▶ [ABOUT THIS TASK]: Exactly the lines from the top of the records below through the one containing "setting is malformed" must be set down, with no line added or dropped.

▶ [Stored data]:
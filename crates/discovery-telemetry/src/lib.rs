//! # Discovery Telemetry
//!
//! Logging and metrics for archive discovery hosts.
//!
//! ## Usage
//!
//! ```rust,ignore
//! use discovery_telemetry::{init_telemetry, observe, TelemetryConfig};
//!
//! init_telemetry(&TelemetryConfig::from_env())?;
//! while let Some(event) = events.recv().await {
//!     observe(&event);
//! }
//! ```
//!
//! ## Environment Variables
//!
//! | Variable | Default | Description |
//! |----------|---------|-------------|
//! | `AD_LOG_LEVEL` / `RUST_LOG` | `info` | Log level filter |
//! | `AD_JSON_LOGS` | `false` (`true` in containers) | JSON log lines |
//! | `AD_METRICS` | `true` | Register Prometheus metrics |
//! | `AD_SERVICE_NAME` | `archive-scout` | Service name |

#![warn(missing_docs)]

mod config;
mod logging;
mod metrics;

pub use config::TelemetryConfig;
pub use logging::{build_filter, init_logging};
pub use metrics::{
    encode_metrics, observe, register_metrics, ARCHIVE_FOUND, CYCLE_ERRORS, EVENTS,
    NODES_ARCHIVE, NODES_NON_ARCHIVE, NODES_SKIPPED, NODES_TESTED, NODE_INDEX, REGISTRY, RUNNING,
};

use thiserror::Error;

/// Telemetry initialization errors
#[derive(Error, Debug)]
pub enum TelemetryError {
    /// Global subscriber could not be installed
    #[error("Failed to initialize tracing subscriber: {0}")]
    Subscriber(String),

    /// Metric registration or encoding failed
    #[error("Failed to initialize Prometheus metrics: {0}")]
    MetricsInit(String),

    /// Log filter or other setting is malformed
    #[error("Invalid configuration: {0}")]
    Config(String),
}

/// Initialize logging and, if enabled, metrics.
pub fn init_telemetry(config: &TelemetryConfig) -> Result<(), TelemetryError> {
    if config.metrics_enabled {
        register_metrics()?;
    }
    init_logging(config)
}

▶ [EXERCISE RESULT]:
filename crates/discovery-telemetry/src/lib.rs
//! # Discovery Telemetry
//!
//! Logging and metrics for archive discovery hosts.
//!
//! ## Usage
//!
//! ```rust,ignore
//! use discovery_telemetry::{init_telemetry, observe, TelemetryConfig};
//!
//! init_telemetry(&TelemetryConfig::from_env())?;
//! while let Some(event) = events.recv().await {
//!     observe(&event);
//! }
//! ```
//!
//! ## Environment Variables
//!
//! | Variable | Default | Description |
//! |----------|---------|-------------|
//! | `AD_LOG_LEVEL` / `RUST_LOG` | `info` | Log level filter |
//! | `AD_JSON_LOGS` | `false` (`true` in containers) | JSON log lines |
//! | `AD_METRICS` | `true` | Register Prometheus metrics |
//! | `AD_SERVICE_NAME` | `archive-scout` | Service name |

#![warn(missing_docs)]

mod config;
mod logging;
mod metrics;

pub use config::TelemetryConfig;
pub use logging::{build_filter, init_logging};
pub use metrics::{
    encode_metrics, observe, register_metrics, ARCHIVE_FOUND, CYCLE_ERRORS, EVENTS,
    NODES_ARCHIVE, NODES_NON_ARCHIVE, NODES_SKIPPED, NODES_TESTED, NODE_INDEX, REGISTRY, RUNNING,
};

use thiserror::Error;

/// Telemetry initialization errors
#[derive(Error, Debug)]
pub enum TelemetryError {
    /// Global subscriber could not be installed
    #[error("Failed to initialize tracing subscriber: {0}")]
    Subscriber(String),

    /// Metric registration or encoding failed
    #[error("Failed to initialize Prometheus metrics: {0}")]
    MetricsInit(String),

    /// Log filter or other setting is malformed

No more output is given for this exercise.